:: PROVIDED DATA ::
####

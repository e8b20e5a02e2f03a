//! Postgres-backed store shared by every `warden` instance.
//!
//! Counters and markers live in `auth_counters`, sessions and refresh codes in
//! `auth_sessions` (see `db/sql/01_warden.sql`). Expiry is evaluated against the
//! database clock with `NOW()`, so instance clock skew does not matter. Expired rows
//! are invisible to every query and are removed by [`PgStore::spawn_purge`].

use async_trait::async_trait;
use sqlx::{PgPool, Row};
use std::time::Duration;
use tokio_util::sync::CancellationToken;
use tracing::{Instrument, debug, error, info_span};

use super::{CounterStore, SessionStore, StoreError};

#[derive(Clone, Debug)]
pub struct PgStore {
    pool: PgPool,
}

fn interval(ttl: Duration) -> String {
    format!("{} milliseconds", ttl.as_millis())
}

fn db_span(operation: &'static str) -> tracing::Span {
    info_span!("db.query", db.system = "postgresql", db.operation = operation)
}

impl PgStore {
    #[must_use]
    pub fn new(pool: PgPool) -> Self {
        Self { pool }
    }

    /// Delete expired rows from both tables.
    ///
    /// # Errors
    /// Returns an error if either delete fails.
    pub async fn purge_expired(&self) -> Result<u64, StoreError> {
        let mut removed = 0;
        for query in [
            "DELETE FROM auth_counters WHERE expires_at <= NOW()",
            "DELETE FROM auth_sessions WHERE expires_at <= NOW()",
        ] {
            removed += sqlx::query(query)
                .execute(&self.pool)
                .instrument(db_span("DELETE"))
                .await?
                .rows_affected();
        }
        Ok(removed)
    }

    /// Periodically purge expired rows until `cancel` fires.
    pub fn spawn_purge(&self, every: Duration, cancel: CancellationToken) {
        let store = self.clone();
        tokio::spawn(async move {
            let mut ticker = tokio::time::interval(every);
            loop {
                tokio::select! {
                    () = cancel.cancelled() => break,
                    _ = ticker.tick() => match store.purge_expired().await {
                        Ok(removed) => debug!("purged {removed} expired auth rows"),
                        Err(err) => error!("Failed to purge expired auth rows: {err}"),
                    },
                }
            }
        });
    }
}

#[async_trait]
impl CounterStore for PgStore {
    async fn incr(&self, key: &str, ttl: Duration) -> Result<i64, StoreError> {
        // A counter whose window has ended restarts at 1 with a fresh expiry; a live
        // counter keeps the expiry it was created with.
        let query = r"
            INSERT INTO auth_counters (key, value, expires_at)
            VALUES ($1, 1, NOW() + $2::interval)
            ON CONFLICT (key) DO UPDATE SET
                value = CASE WHEN auth_counters.expires_at <= NOW()
                    THEN 1 ELSE auth_counters.value + 1 END,
                expires_at = CASE WHEN auth_counters.expires_at <= NOW()
                    THEN EXCLUDED.expires_at ELSE auth_counters.expires_at END
            RETURNING value
        ";
        let row = sqlx::query(query)
            .bind(key)
            .bind(interval(ttl))
            .fetch_one(&self.pool)
            .instrument(db_span("UPSERT"))
            .await?;
        Ok(row.get("value"))
    }

    async fn get(&self, key: &str) -> Result<Option<i64>, StoreError> {
        let query = "SELECT value FROM auth_counters WHERE key = $1 AND expires_at > NOW()";
        let row = sqlx::query(query)
            .bind(key)
            .fetch_optional(&self.pool)
            .instrument(db_span("SELECT"))
            .await?;
        Ok(row.map(|row| row.get("value")))
    }

    async fn delete(&self, key: &str) -> Result<(), StoreError> {
        sqlx::query("DELETE FROM auth_counters WHERE key = $1")
            .bind(key)
            .execute(&self.pool)
            .instrument(db_span("DELETE"))
            .await?;
        Ok(())
    }

    async fn set_marker(&self, key: &str, ttl: Duration) -> Result<(), StoreError> {
        let query = r"
            INSERT INTO auth_counters (key, value, expires_at)
            VALUES ($1, 1, NOW() + $2::interval)
            ON CONFLICT (key) DO UPDATE SET value = 1, expires_at = EXCLUDED.expires_at
            WHERE auth_counters.expires_at <= NOW()
        ";
        sqlx::query(query)
            .bind(key)
            .bind(interval(ttl))
            .execute(&self.pool)
            .instrument(db_span("UPSERT"))
            .await?;
        Ok(())
    }

    async fn exists(&self, key: &str) -> Result<bool, StoreError> {
        let query =
            "SELECT EXISTS (SELECT 1 FROM auth_counters WHERE key = $1 AND expires_at > NOW())";
        let row = sqlx::query(query)
            .bind(key)
            .fetch_one(&self.pool)
            .instrument(db_span("SELECT"))
            .await?;
        Ok(row.get(0))
    }
}

#[async_trait]
impl SessionStore for PgStore {
    async fn put(&self, key: &str, value: &str, ttl: Duration) -> Result<(), StoreError> {
        let query = r"
            INSERT INTO auth_sessions (key, value, expires_at)
            VALUES ($1, $2, NOW() + $3::interval)
            ON CONFLICT (key) DO UPDATE SET value = EXCLUDED.value, expires_at = EXCLUDED.expires_at
        ";
        sqlx::query(query)
            .bind(key)
            .bind(value)
            .bind(interval(ttl))
            .execute(&self.pool)
            .instrument(db_span("UPSERT"))
            .await?;
        Ok(())
    }

    async fn get(&self, key: &str) -> Result<Option<String>, StoreError> {
        let query = "SELECT value FROM auth_sessions WHERE key = $1 AND expires_at > NOW()";
        let row = sqlx::query(query)
            .bind(key)
            .fetch_optional(&self.pool)
            .instrument(db_span("SELECT"))
            .await?;
        Ok(row.map(|row| row.get("value")))
    }

    async fn take(&self, key: &str) -> Result<Option<String>, StoreError> {
        // DELETE .. RETURNING is atomic: only one caller gets the row back.
        let query =
            "DELETE FROM auth_sessions WHERE key = $1 RETURNING value, expires_at > NOW() AS live";
        let row = sqlx::query(query)
            .bind(key)
            .fetch_optional(&self.pool)
            .instrument(db_span("DELETE"))
            .await?;
        Ok(row.and_then(|row| {
            let live: bool = row.get("live");
            live.then(|| row.get("value"))
        }))
    }

    async fn touch(&self, key: &str, ttl: Duration) -> Result<bool, StoreError> {
        let query = r"
            UPDATE auth_sessions SET expires_at = NOW() + $2::interval
            WHERE key = $1 AND expires_at > NOW()
        ";
        let result = sqlx::query(query)
            .bind(key)
            .bind(interval(ttl))
            .execute(&self.pool)
            .instrument(db_span("UPDATE"))
            .await?;
        Ok(result.rows_affected() > 0)
    }

    async fn delete_if(&self, key: &str, value: &str) -> Result<bool, StoreError> {
        let query =
            "DELETE FROM auth_sessions WHERE key = $1 AND value = $2 AND expires_at > NOW()";
        let result = sqlx::query(query)
            .bind(key)
            .bind(value)
            .execute(&self.pool)
            .instrument(db_span("DELETE"))
            .await?;
        Ok(result.rows_affected() > 0)
    }

    async fn keys(&self, prefix: &str) -> Result<Vec<String>, StoreError> {
        let query = r"
            SELECT key FROM auth_sessions
            WHERE starts_with(key, $1) AND expires_at > NOW()
            ORDER BY key
        ";
        let rows = sqlx::query(query)
            .bind(prefix)
            .fetch_all(&self.pool)
            .instrument(db_span("SELECT"))
            .await?;
        Ok(rows.iter().map(|row| row.get("key")).collect())
    }

    async fn delete_prefix(&self, prefix: &str) -> Result<u64, StoreError> {
        let query = r"
            WITH removed AS (
                DELETE FROM auth_sessions WHERE starts_with(key, $1) RETURNING expires_at
            )
            SELECT COUNT(*) FILTER (WHERE expires_at > NOW()) AS live FROM removed
        ";
        let row = sqlx::query(query)
            .bind(prefix)
            .fetch_one(&self.pool)
            .instrument(db_span("DELETE"))
            .await?;
        let live: i64 = row.get("live");
        Ok(u64::try_from(live).unwrap_or_default())
    }
}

####

:: DIRECTIONS FOR THIS TASK ::
Give every entry once more, exactly as it reads.

:: SOLUTION TO THIS TASK ::
repository e8b20e5a02e2f03a
//! Postgres-backed store shared by every `warden` instance.
//!
//! Counters and markers live in `auth_counters`, sessions and refresh codes in
//! `auth_sessions` (see `db/sql/01_warden.sql`). Expiry is evaluated against the
//! database clock with `NOW()`, so instance clock skew does not matter. Expired rows
//! are invisible to every query and are removed by [`PgStore::spawn_purge`].

use async_trait::async_trait;
use sqlx::{PgPool, Row};
use std::time::Duration;
use tokio_util::sync::CancellationToken;
use tracing::{Instrument, debug, error, info_span};

use super::{CounterStore, SessionStore, StoreError};

#[derive(Clone, Debug)]
pub struct PgStore {
    pool: PgPool,
}

fn interval(ttl: Duration) -> String {
    format!("{} milliseconds", ttl.as_millis())
}

fn db_span(operation: &'static str) -> tracing::Span {
    info_span!("db.query", db.system = "postgresql", db.operation = operation)
}

impl PgStore {
    #[must_use]
    pub fn new(pool: PgPool) -> Self {
        Self { pool }
    }

    /// Delete expired rows from both tables.
    ///
    /// # Errors
    /// Returns an error if either delete fails.
    pub async fn purge_expired(&self) -> Result<u64, StoreError> {
        let mut removed = 0;
        for query in [
            "DELETE FROM auth_counters WHERE expires_at <= NOW()",
            "DELETE FROM auth_sessions WHERE expires_at <= NOW()",
        ] {
            removed += sqlx::query(query)
                .execute(&self.pool)
                .instrument(db_span("DELETE"))
                .await?
                .rows_affected();
        }
        Ok(removed)
    }

    /// Periodically purge expired rows until `cancel` fires.
    pub fn spawn_purge(&self, every: Duration, cancel: CancellationToken) {
        let store = self.clone();
        tokio::spawn(async move {
            let mut ticker = tokio::time::interval(every);
            loop {
                tokio::select! {
                    () = cancel.cancelled() => break,
                    _ = ticker.tick() => match store.purge_expired().await {
                        Ok(removed) => debug!("purged {removed} expired auth rows"),
                        Err(err) => error!("Failed to purge expired auth rows: {err}"),
                    },
                }
            }
        });
    }
}

#[async_trait]
impl CounterStore for PgStore {
    async fn incr(&self, key: &str, ttl: Duration) -> Result<i64, StoreError> {
        // A counter whose window has ended restarts at 1 with a fresh expiry; a live
        // counter keeps the expiry it was created with.
        let query = r"
            INSERT INTO auth_counters (key, value, expires_at)
            VALUES ($1, 1, NOW() + $2::interval)
            ON CONFLICT (key) DO UPDATE SET
                value = CASE WHEN auth_counters.expires_at <= NOW()
                    THEN 1 ELSE auth_counters.value + 1 END,
                expires_at = CASE WHEN auth_counters.expires_at <= NOW()
                    THEN EXCLUDED.expires_at ELSE auth_counters.expires_at END
            RETURNING value
        ";
        let row = sqlx::query(query)
            .bind(key)
            .bind(interval(ttl))
            .fetch_one(&self.pool)
            .instrument(db_span("UPSERT"))
            .await?;
        Ok(row.get("value"))
    }

    async fn get(&self, key: &str) -> Result<Option<i64>, StoreError> {
        let query = "SELECT value FROM auth_counters WHERE key = $1 AND expires_at > NOW()";
        let row = sqlx::query(query)
            .bind(key)
            .fetch_optional(&self.pool)
            .instrument(db_span("SELECT"))
            .await?;
        Ok(row.map(|row| row.get("value")))
    }

    async fn delete(&self, key: &str) -> Result<(), StoreError> {
        sqlx::query("DELETE FROM auth_counters WHERE key = $1")
            .bind(key)
            .execute(&self.pool)
            .instrument(db_span("DELETE"))
            .await?;
        Ok(())
    }

    async fn set_marker(&self, key: &str, ttl: Duration) -> Result<(), StoreError> {
        let query = r"
            INSERT INTO auth_counters (key, value, expires_at)
            VALUES ($1, 1, NOW() + $2::interval)
            ON CONFLICT (key) DO UPDATE SET value = 1, expires_at = EXCLUDED.expires_at
            WHERE auth_counters.expires_at <= NOW()
        ";
        sqlx::query(query)
            .bind(key)
            .bind(interval(ttl))
            .execute(&self.pool)
            .instrument(db_span("UPSERT"))
            .await?;
        Ok(())
    }

    async fn exists(&self, key: &str) -> Result<bool, StoreError> {
        let query =
            "SELECT EXISTS (SELECT 1 FROM auth_counters WHERE key = $1 AND expires_at > NOW())";
        let row = sqlx::query(query)
            .bind(key)
            .fetch_one(&self.pool)
            .instrument(db_span("SELECT"))
            .await?;
        Ok(row.get(0))
    }
}

#[async_trait]
impl SessionStore for PgStore {
    async fn put(&self, key: &str, value: &str, ttl: Duration) -> Result<(), StoreError> {
        let query = r"
            INSERT INTO auth_sessions (key, value, expires_at)
            VALUES ($1, $2, NOW() + $3::interval)
            ON CONFLICT (key) DO UPDATE SET value = EXCLUDED.value, expires_at = EXCLUDED.expires_at
        ";
        sqlx::query(query)
            .bind(key)
            .bind(value)
            .bind(interval(ttl))
            .execute(&self.pool)
            .instrument(db_span("UPSERT"))
            .await?;
        Ok(())
    }

    async fn get(&self, key: &str) -> Result<Option<String>, StoreError> {
        let query = "SELECT value FROM auth_sessions WHERE key = $1 AND expires_at > NOW()";
        let row = sqlx::query(query)
            .bind(key)
            .fetch_optional(&self.pool)
            .instrument(db_span("SELECT"))
            .await?;
        Ok(row.map(|row| row.get("value")))
    }

    async fn take(&self, key: &str) -> Result<Option<String>, StoreError> {
        // DELETE .. RETURNING is atomic: only one caller gets the row back.
        let query =
            "DELETE FROM auth_sessions WHERE key = $1 RETURNING value, expires_at > NOW() AS live";
        let row = sqlx::query(query)
            .bind(key)
            .fetch_optional(&self.pool)
            .instrument(db_span("DELETE"))
            .await?;
        Ok(row.and_then(|row| {
            let live: bool = row.get("live");
            live.then(|| row.get("value"))
        }))
    }

    async fn touch(&self, key: &str, ttl: Duration) -> Result<bool, StoreError> {
        let query = r"
            UPDATE auth_sessions SET expires_at = NOW() + $2::interval
            WHERE key = $1 AND expires_at > NOW()
        ";
        let result = sqlx::query(query)
            .bind(key)
            .bind(interval(ttl))
            .execute(&self.pool)
            .instrument(db_span("UPDATE"))
            .await?;
        Ok(result.rows_affected() > 0)
    }

    async fn delete_if(&self, key: &str, value: &str) -> Result<bool, StoreError> {
        let query =
            "DELETE FROM auth_sessions WHERE key = $1 AND value = $2 AND expires_at > NOW()";
        let result = sqlx::query(query)
            .bind(key)
            .bind(value)
            .execute(&self.pool)
            .instrument(db_span("DELETE"))
            .await?;
        Ok(result.rows_affected() > 0)
    }

    async fn keys(&self, prefix: &str) -> Result<Vec<String>, StoreError> {
        let query = r"
            SELECT key FROM auth_sessions
            WHERE starts_with(key, $1) AND expires_at > NOW()
            ORDER BY key
        ";
        let rows = sqlx::query(query)
            .bind(prefix)
            .fetch_all(&self.pool)
            .instrument(db_span("SELECT"))
            .await?;
        Ok(rows.iter().map(|row| row.get("key")).collect())
    }

    async fn delete_prefix(&self, prefix: &str) -> Result<u64, StoreError> {
        let query = r"
            WITH removed AS (
                DELETE FROM auth_sessions WHERE starts_with(key, $1) RETURNING expires_at
            )
            SELECT COUNT(*) FILTER (WHERE expires_at > NOW()) AS live FROM removed
        ";
        let row = sqlx::query(query)
            .bind(prefix)
            .fetch_one(&self.pool)
            .instrument(db_span("DELETE"))
            .await?;
        let live: i64 = row.get("live");
        Ok(u64::try_from(live).unwrap_or_default())
    }
}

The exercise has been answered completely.